There is probably a little bit of blame in every death of a loved one ----
IF ONLY we went to the doctor earlier. . .
IF ONLY we would have tired a different treatment or a different medication.. .
IF ONLY we would have recognized the symptoms earlier. . .
Finding someONE or someTHING to blame – only gives power to the pain – and avoids finding a solution for moving forward ---
In an article in the New World Catholic, David Richhio writes:
“As adults, our work is to recognized our pain and to work with it for change. To hold onto it – is a choice against change and growth, and for such a choice – we are the ones responsible.
“The work of recovery can never truly proceed as long as anyone else is to blame, because we then become passive victims, unable to help ourselves. Only able (though wounded) adults can do this work for themselves on themselves.”
Which brings us back to forgiveness, which, as Christian author C.S. Lewis says: “everyone thinks it’s a lovely idea until they have someone to forgive.”
Because it takes courage to forgive. And the major reason why people do not forgive – is that they do not have any models of forgiveness in their lives.
Forgiveness can be slow process. Forgiveness is a gift from God --- and a gift to oneself.
Forgiveness is an act of the will – a decision to let go of the desire to get even with someone who has hurt us.

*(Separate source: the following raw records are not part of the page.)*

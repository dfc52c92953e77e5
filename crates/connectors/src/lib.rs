pub mod compiler;
pub mod elastic;
pub mod error;
pub mod opa;

pub use compiler::FilterCompiler;
pub use error::{PolicyError, SearchError};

We forgive because WE need to be healed. And the person who refuses to forgive is devoid of the power to love.
Research indicates that forgiveness is the trait most strongly linked to happiness.

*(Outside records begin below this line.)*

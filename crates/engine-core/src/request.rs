use serde::Serialize;

/// Evaluation input handed to the policy engine for one request.
#[derive(Debug, Clone, PartialEq, Eq, Serialize)]
pub struct AccessRequest {
    pub method: String,
    pub path: Vec<String>,
    pub user: String,
}

impl AccessRequest {
    /// Builds the input for a request path such as `/posts/3`.
    pub fn new(method: &str, url_path: &str, user: &str) -> Self {
        let path = url_path
            .trim_matches('/')
            .split('/')
            .map(str::to_string)
            .collect();

        Self {
            method: method.to_string(),
            path,
            user: user.to_string(),
        }
    }

    pub fn get(url_path: &str, user: &str) -> Self {
        Self::new("GET", url_path, user)
    }

    pub fn to_input(&self) -> serde_json::Value {
        serde_json::json!({
            "method": self.method,
            "path": self.path,
            "user": self.user,
        })
    }
}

Forgiveness is NOT reconciliation – when we try to repair a broken relationship – although reconciliation can be sought after forgiveness occurs.
Forgiveness is simply our choice not to carry the pain – not to let the hurt control us – which means it doesn’t even have to be communicated to the one who hurt us.

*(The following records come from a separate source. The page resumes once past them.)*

use crate::operator::{Coercion, coercion};
use model::{FieldReference, FilterTree, PredicateKind, Value};

/// Builds the filter node for one resolved expression.
///
/// `NotEqual` becomes `Not(Equal)` so the tree only needs one negation form.
pub fn build(field: FieldReference, value: Value, kind: PredicateKind) -> FilterTree {
    let value = match coercion(kind) {
        Coercion::None => value,
        Coercion::Wildcard => Value::String(format!("*{}*", value.as_plain_string())),
        Coercion::Pattern => Value::String(value.as_plain_string()),
    };

    match kind {
        PredicateKind::NotEqual => {
            FilterTree::not(FilterTree::predicate(field.field, PredicateKind::Equal, value))
        }
        _ => FilterTree::predicate(field.field, kind, value),
    }
}
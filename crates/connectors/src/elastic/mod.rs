pub mod client;
pub mod compiler;
pub mod post;
pub mod query;

pub use client::{ElasticClient, SearchBackend};
pub use compiler::ElasticFilterCompiler;
pub use post::Post;
pub use query::ElasticQuery;
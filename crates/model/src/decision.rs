use crate::filter::FilterTree;
use serde::Serialize;
use std::fmt;

/// Outcome of translating a residual set.
#[derive(Debug, Clone, PartialEq, Serialize)]
#[serde(tag = "decision", content = "filter", rename_all = "snake_case")]
pub enum Decision {
    /// No branch of the policy can hold.
    Denied,
    /// Some branch holds without further conditions.
    Allowed,
    /// Access depends on document fields.
    Conditional(FilterTree),
}

impl fmt::Display for Decision {
    fn fmt(&self, f: &mut fmt::Formatter<'_>) -> fmt::Result {
        match self {
            Decision::Denied => write!(f, "denied"),
            Decision::Allowed => write!(f, "allowed"),
            Decision::Conditional(tree) => write!(f, "conditional {tree}"),
        }
    }
}
use crate::combinator::MalformedPolicy;
use serde::{Deserialize, Serialize};

/// Settings the translator is constructed with.
#[derive(Debug, Clone, PartialEq, Eq, Serialize, Deserialize)]
#[serde(default)]
pub struct TranslatorConfig {
    /// First segment of every reference, `data` for documents.
    pub root: String,
    /// The relation under protection. References to any other relation are
    /// malformed.
    pub relation: String,
    pub malformed: MalformedPolicy,
}

impl TranslatorConfig {
    pub fn for_relation(relation: impl Into<String>) -> Self {
        Self {
            relation: relation.into(),
            ..Self::default()
        }
    }

    pub fn strict(mut self) -> Self {
        self.malformed = MalformedPolicy::Reject;
        self
    }
}

impl Default for TranslatorConfig {
    fn default() -> Self {
        Self {
            root: "data".to_string(),
            relation: "posts".to_string(),
            malformed: MalformedPolicy::Skip,
        }
    }
}

#[cfg(test)]
mod tests {
    use super::*;

    #[test]
    fn test_partial_config_uses_defaults() {
        let config: TranslatorConfig =
            serde_json::from_str(r#"{"relation": "articles", "malformed": "reject"}"#).unwrap();
        assert_eq!(config.root, "data");
        assert_eq!(config.relation, "articles");
        assert_eq!(config.malformed, MalformedPolicy::Reject);
    }

    #[test]
    fn test_builders() {
        let config = TranslatorConfig::for_relation("articles").strict();
        assert_eq!(config.relation, "articles");
        assert_eq!(config.malformed, MalformedPolicy::Reject);
    }
}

Naturally, people don’t like to (and frankly , don’t want to) forgive – we want to hold on to bitterness because we think – if I forgive the people who have hurt me – then I’m condoning their actions. Somehow I am saying what they did is okay.
That is not true at all: God is the judge, and God will judge appropriately.
Bitterness, lack of forgiveness, and grudges harm the one who is holding on to them the most.
But when we forgive – we are essentially saying: “you cannot destroy, end me, or hinder me any longer – because God is healing my wound. And God is better than bitterness. . .
Although forgiving someone is perhaps the hardest work we can do – we must absolutely do it – because not forgiving makes us toxic . An then we really have little to offer our family, our faith community, and our neighbors – because in a way, bitterness has to spread – because no one it all for themselves. . .
Milly yearned to absolve all those who had troubled her in her life.
She forgave her father for naming her Milly instead of Jo Ann.
She forgave her mother for passing on to her genes that made her oversensitive to small hurts and slights.
She forgave her brother for reading her diary, and her sister for her pretty legs, and her cat from running away.
Milly forgave everyone who had ever forgotten her birthday and everyone who looked over her shoulder at parties for someone more attractive to talk to.
She forgave her boss for being hard on her, and her husband for making uncalled for remarks about stale breakfast cereal and burned toast.
All this dispensing of absolution emptied Milly out and made her light as air. She had a sensation of floating, of weightlessness, and it seemed to her that bells were chiming inside of her head. . .
And so we are at the tomb – today – where are hands and our feet, our hearts and our lives – are bound – wrapped in a cloak of resentment and grudges we may find so comfortable – we don’t want to turn loose of them.
And Jesus stands outside of our tombs – and calls each of us by name – to come forth.
Are we ready to be as light as air – to have the sensation of floating, bells ringing inside our heads – because we are ready to forgive??
Or, are we going to stay in the darkness of our self-made tombs.
Jesus makes the choice clear: COME FORTH!